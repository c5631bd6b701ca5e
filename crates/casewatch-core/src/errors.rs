use casewatch_core_types::RunId;

/// Result type alias using ExError
pub type Result<T> = std::result::Result<T, ExError>;

// ========== Error Facility ==========

/// Canonical error kind taxonomy
///
/// Each kind maps to a stable error code that can be used for programmatic
/// error handling, testing, and the run ledger's `detail` column.
#[derive(Debug, Clone, Copy, PartialEq, Eq)]
pub enum ExErrorKind {
    // Input
    InvalidInput,
    /// A single collector record could not be validated (skipped, never fatal)
    MalformedRecord,
    NotFound,

    // Storage
    Io,
    Serialization,
    Persistence,
    /// The stored change log contains a row that does not decode to a ChangeEvent
    CorruptChangeLog,

    // Run control
    /// Another run holds the run lock
    Concurrency,
    Cancelled,
    Timeout,

    // Promotion
    /// The staged version could not be made canonical
    PromotionFailed,
    /// An earlier promotion failure is unresolved; no run may start
    PromotionBlocked,
    /// Downstream change sink rejected the change set
    ExternalService,

    // Internal
    InvariantViolation,
    Internal,
}

impl ExErrorKind {
    /// Get the stable error code for this kind
    pub fn code(&self) -> &'static str {
        match self {
            ExErrorKind::InvalidInput => "ERR_INVALID_INPUT",
            ExErrorKind::MalformedRecord => "ERR_MALFORMED_RECORD",
            ExErrorKind::NotFound => "ERR_NOT_FOUND",
            ExErrorKind::Io => "ERR_IO",
            ExErrorKind::Serialization => "ERR_SERIALIZATION",
            ExErrorKind::Persistence => "ERR_PERSISTENCE",
            ExErrorKind::CorruptChangeLog => "ERR_CORRUPT_CHANGE_LOG",
            ExErrorKind::Concurrency => "ERR_CONCURRENCY",
            ExErrorKind::Cancelled => "ERR_CANCELLED",
            ExErrorKind::Timeout => "ERR_TIMEOUT",
            ExErrorKind::PromotionFailed => "ERR_PROMOTION_FAILED",
            ExErrorKind::PromotionBlocked => "ERR_PROMOTION_BLOCKED",
            ExErrorKind::ExternalService => "ERR_EXTERNAL_SERVICE",
            ExErrorKind::InvariantViolation => "ERR_INVARIANT_VIOLATION",
            ExErrorKind::Internal => "ERR_INTERNAL",
        }
    }

    /// Whether a run that failed with this kind can simply be retried from scratch
    pub fn is_transient(&self) -> bool {
        matches!(
            self,
            ExErrorKind::Io
                | ExErrorKind::Persistence
                | ExErrorKind::Concurrency
                | ExErrorKind::Cancelled
                | ExErrorKind::Timeout
        )
    }
}

/// Canonical structured error type
///
/// Carries a classification (`kind`) for programmatic handling and optional
/// context for debugging: the failing operation, the entity involved and the
/// run it happened in.
#[derive(Debug, Clone)]
pub struct ExError {
    kind: ExErrorKind,
    op: Option<String>,
    entity_id: Option<String>,
    run_id: Option<RunId>,
    message: String,
    source: Option<Box<ExError>>,
}

impl ExError {
    /// Create a new error with the specified kind
    pub fn new(kind: ExErrorKind) -> Self {
        Self {
            kind,
            op: None,
            entity_id: None,
            run_id: None,
            message: String::new(),
            source: None,
        }
    }

    /// Add operation context
    pub fn with_op(mut self, op: impl Into<String>) -> Self {
        self.op = Some(op.into());
        self
    }

    /// Add entity ID context (record id, version id, artifact path)
    pub fn with_entity_id(mut self, id: impl Into<String>) -> Self {
        self.entity_id = Some(id.into());
        self
    }

    /// Add run context
    pub fn with_run_id(mut self, run_id: RunId) -> Self {
        self.run_id = Some(run_id);
        self
    }

    /// Add custom message
    pub fn with_message(mut self, message: impl Into<String>) -> Self {
        self.message = message.into();
        self
    }

    /// Add source error
    pub fn with_source(mut self, source: ExError) -> Self {
        self.source = Some(Box::new(source));
        self
    }

    /// Get the error kind
    pub fn kind(&self) -> ExErrorKind {
        self.kind
    }

    /// Get the stable error code
    pub fn code(&self) -> &'static str {
        self.kind.code()
    }

    /// Get the operation context, if any
    pub fn op(&self) -> Option<&str> {
        self.op.as_deref()
    }

    /// Get the entity ID context, if any
    pub fn entity_id(&self) -> Option<&str> {
        self.entity_id.as_deref()
    }

    /// Get the run context, if any
    pub fn run_id(&self) -> Option<&RunId> {
        self.run_id.as_ref()
    }

    /// Get the error message
    pub fn message(&self) -> &str {
        &self.message
    }

    /// Get the source error, if any
    pub fn source_error(&self) -> Option<&ExError> {
        self.source.as_deref()
    }
}

impl std::fmt::Display for ExError {
    fn fmt(&self, f: &mut std::fmt::Formatter<'_>) -> std::fmt::Result {
        write!(f, "[{}]", self.code())?;
        if let Some(op) = &self.op {
            write!(f, " in operation '{}'", op)?;
        }
        if !self.message.is_empty() {
            write!(f, ": {}", self.message)?;
        }
        if let Some(entity_id) = &self.entity_id {
            write!(f, " (entity_id: {})", entity_id)?;
        }
        if let Some(run_id) = &self.run_id {
            write!(f, " (run_id: {})", run_id)?;
        }
        if let Some(source) = &self.source {
            write!(f, " <- {}", source)?;
        }
        Ok(())
    }
}

impl std::error::Error for ExError {
    fn source(&self) -> Option<&(dyn std::error::Error + 'static)> {
        self.source
            .as_deref()
            .map(|e| e as &(dyn std::error::Error + 'static))
    }
}

// ========== End Error Facility ==========

/// Conversion from serde_json::Error to ExError
impl From<serde_json::Error> for ExError {
    fn from(err: serde_json::Error) -> Self {
        ExError::new(ExErrorKind::Serialization).with_message(err.to_string())
    }
}

/// A skipped record is reported as `MalformedRecord`
impl From<crate::model::SkipReason> for ExError {
    fn from(reason: crate::model::SkipReason) -> Self {
        let err = ExError::new(ExErrorKind::MalformedRecord).with_message(reason.to_string());
        match reason.record_id() {
            Some(id) => err.with_entity_id(id),
            None => err,
        }
    }
}
//! Migration runner
//!
//! Applies migrations in order, each in its own transaction, and refuses to
//! continue when an applied migration's recorded checksum no longer matches
//! the embedded SQL.

#![allow(clippy::result_large_err)]

use crate::errors::{checksum_mismatch, from_rusqlite, migration_error, Result};
use crate::migrations::embedded::get_migrations;
use rusqlite::{Connection, OptionalExtension};
use sha2::{Digest, Sha256};

/// Apply all pending migrations to the database
pub fn apply_migrations(conn: &mut Connection) -> Result<()> {
    create_schema_version_table(conn)?;

    for migration in get_migrations() {
        apply_migration(conn, migration.id, migration.sql)?;
    }

    Ok(())
}

/// Ids of applied migrations, in application order
pub fn applied_migrations(conn: &Connection) -> Result<Vec<String>> {
    let mut stmt = conn
        .prepare("SELECT migration_id FROM schema_version ORDER BY id")
        .map_err(from_rusqlite)?;
    let ids = stmt
        .query_map([], |row| row.get(0))
        .map_err(from_rusqlite)?
        .collect::<std::result::Result<Vec<String>, _>>()
        .map_err(from_rusqlite)?;
    Ok(ids)
}

/// Create the schema_version table if it doesn't exist
fn create_schema_version_table(conn: &Connection) -> Result<()> {
    conn.execute(
        "CREATE TABLE IF NOT EXISTS schema_version (
            id INTEGER PRIMARY KEY,
            migration_id TEXT NOT NULL UNIQUE,
            applied_at INTEGER NOT NULL,
            checksum TEXT
        )",
        [],
    )
    .map_err(from_rusqlite)?;

    Ok(())
}

/// Hex SHA-256 of a migration's SQL text
fn sql_checksum(sql: &str) -> String {
    hex::encode(Sha256::digest(sql.as_bytes()))
}

/// Apply a single migration if not already applied
fn apply_migration(conn: &mut Connection, migration_id: &str, sql: &str) -> Result<()> {
    let checksum = sql_checksum(sql);

    let recorded: Option<Option<String>> = conn
        .query_row(
            "SELECT checksum FROM schema_version WHERE migration_id = ?",
            [migration_id],
            |row| row.get(0),
        )
        .optional()
        .map_err(from_rusqlite)?;

    match recorded {
        Some(Some(recorded)) if recorded != checksum => {
            return Err(checksum_mismatch(migration_id, &recorded, &checksum));
        }
        Some(_) => return Ok(()),
        None => {}
    }

    let tx = conn.transaction().map_err(from_rusqlite)?;

    tx.execute_batch(sql)
        .map_err(|e| migration_error(migration_id, &e.to_string()))?;

    let now = chrono::Utc::now().timestamp();
    tx.execute(
        "INSERT INTO schema_version (migration_id, applied_at, checksum) VALUES (?, ?, ?)",
        rusqlite::params![migration_id, now, checksum],
    )
    .map_err(from_rusqlite)?;

    tx.commit().map_err(from_rusqlite)?;

    tracing::debug!(migration_id, "Applied migration");
    Ok(())
}
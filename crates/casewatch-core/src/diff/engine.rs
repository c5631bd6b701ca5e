//! Three-way diff between two main snapshots.

use crate::model::{ChangeEvent, Snapshot};

/// Diff the canonical main snapshot against the staged one
///
/// Full outer join on `id`:
///
/// - staged only → `New`
/// - both, status or category differs → `Modified` with both pairs
/// - canonical only → `Deleted`
/// - both, identical tracked fields → no event
///
/// A record that moved into the excluded category is absent from the staged
/// main snapshot and therefore reported as `Deleted`.
pub fn diff(canonical: &Snapshot, staged: &Snapshot) -> Vec<ChangeEvent> {
    let mut new = Vec::new();
    let mut modified = Vec::new();
    let mut deleted = Vec::new();

    for record in staged.records() {
        match canonical.get(&record.id) {
            None => new.push(ChangeEvent::New {
                id: record.id.clone(),
                status: record.status.clone(),
                category: record.category.clone(),
            }),
            Some(previous) if !previous.same_tracked_state(record) => {
                modified.push(ChangeEvent::Modified {
                    id: record.id.clone(),
                    old_status: previous.status.clone(),
                    new_status: record.status.clone(),
                    old_category: previous.category.clone(),
                    new_category: record.category.clone(),
                })
            }
            Some(_) => {}
        }
    }

    for record in canonical.records() {
        if !staged.contains(&record.id) {
            deleted.push(ChangeEvent::Deleted {
                id: record.id.clone(),
                status: record.status.clone(),
                category: record.category.clone(),
            });
        }
    }

    // Both snapshots iterate in id order, so each group is already sorted.
    new.extend(modified);
    new.extend(deleted);
    new
}

#[cfg(test)]
mod tests {
    use super::*;
    use crate::model::{ChangeKind, Record};
    use proptest::prelude::*;
    use std::collections::BTreeSet;

    fn snapshot(records: &[(&str, &str, &str)]) -> Snapshot {
        records
            .iter()
            .map(|(id, category, status)| Record::new(*id, *category, *status))
            .collect()
    }

    #[test]
    fn test_new_modified_deleted_ordering() {
        let canonical = snapshot(&[
            ("A", "en-cours", "en cours"),
            ("C", "en-cours", "x"),
            ("D", "traités", "clos"),
        ]);
        let staged = snapshot(&[
            ("A", "en-cours", "en instruction"),
            ("B", "en-cours", "nouveau"),
            ("C", "en-cours", "x"),
            ("E", "en-cours", ""),
        ]);

        let events = diff(&canonical, &staged);
        let summary: Vec<(ChangeKind, &str)> =
            events.iter().map(|e| (e.kind(), e.id())).collect();
        assert_eq!(
            summary,
            vec![
                (ChangeKind::New, "B"),
                (ChangeKind::New, "E"),
                (ChangeKind::Modified, "A"),
                (ChangeKind::Deleted, "D"),
            ]
        );
    }

    #[test]
    fn test_category_change_is_modified() {
        let canonical = snapshot(&[("A", "en-cours", "x")]);
        let staged = snapshot(&[("A", "traités", "x")]);

        assert_eq!(
            diff(&canonical, &staged),
            vec![ChangeEvent::Modified {
                id: "A".into(),
                old_status: "x".into(),
                new_status: "x".into(),
                old_category: "en-cours".into(),
                new_category: "traités".into(),
            }]
        );
    }

    #[test]
    fn test_comparison_is_case_sensitive() {
        let canonical = snapshot(&[("A", "en-cours", "En cours")]);
        let staged = snapshot(&[("A", "en-cours", "en cours")]);
        assert_eq!(diff(&canonical, &staged).len(), 1);
    }

    #[test]
    fn test_display_fields_do_not_produce_events() {
        let canonical = snapshot(&[("A", "en-cours", "x")]);
        let mut changed = Record::new("A", "en-cours", "x");
        changed.title = "Nouveau titre".into();
        changed.page = 4;
        let staged: Snapshot = vec![changed].into_iter().collect();
        assert!(diff(&canonical, &staged).is_empty());
    }

    fn arb_snapshot() -> impl Strategy<Value = Snapshot> {
        prop::collection::vec(
            ("[a-e]", prop::sample::select(vec!["en-cours", "traités"]), "[xy]"),
            0..12,
        )
        .prop_map(|rows| {
            rows.into_iter()
                .map(|(id, category, status)| Record::new(id, category, status))
                .collect()
        })
    }

    proptest! {
        #[test]
        fn prop_diff_with_itself_is_empty(s in arb_snapshot()) {
            prop_assert!(diff(&s, &s).is_empty());
        }

        #[test]
        fn prop_diff_partitions_ids(c in arb_snapshot(), s in arb_snapshot()) {
            let events = diff(&c, &s);

            let event_ids: Vec<&str> = events.iter().map(|e| e.id()).collect();
            let unique: BTreeSet<&str> = event_ids.iter().copied().collect();
            prop_assert_eq!(unique.len(), event_ids.len());

            let all_ids: BTreeSet<&str> = c.ids().chain(s.ids()).collect();
            for id in all_ids {
                let expected = match (c.get(id), s.get(id)) {
                    (None, Some(_)) => Some(ChangeKind::New),
                    (Some(_), None) => Some(ChangeKind::Deleted),
                    (Some(a), Some(b)) if !a.same_tracked_state(b) => Some(ChangeKind::Modified),
                    _ => None,
                };
                let actual = events.iter().find(|e| e.id() == id).map(|e| e.kind());
                prop_assert_eq!(actual, expected);
            }
        }

        #[test]
        fn prop_events_are_grouped_and_sorted(c in arb_snapshot(), s in arb_snapshot()) {
            let events = diff(&c, &s);
            let keys: Vec<(ChangeKind, &str)> = events.iter().map(|e| (e.kind(), e.id())).collect();
            let mut sorted = keys.clone();
            sorted.sort();
            prop_assert_eq!(keys, sorted);
        }
    }
}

·····

"Concurrency" is the word to look for; copy every line of the data that has it.

• [Answer area]
    Concurrency,
            ExErrorKind::Concurrency => "ERR_CONCURRENCY",
                | ExErrorKind::Concurrency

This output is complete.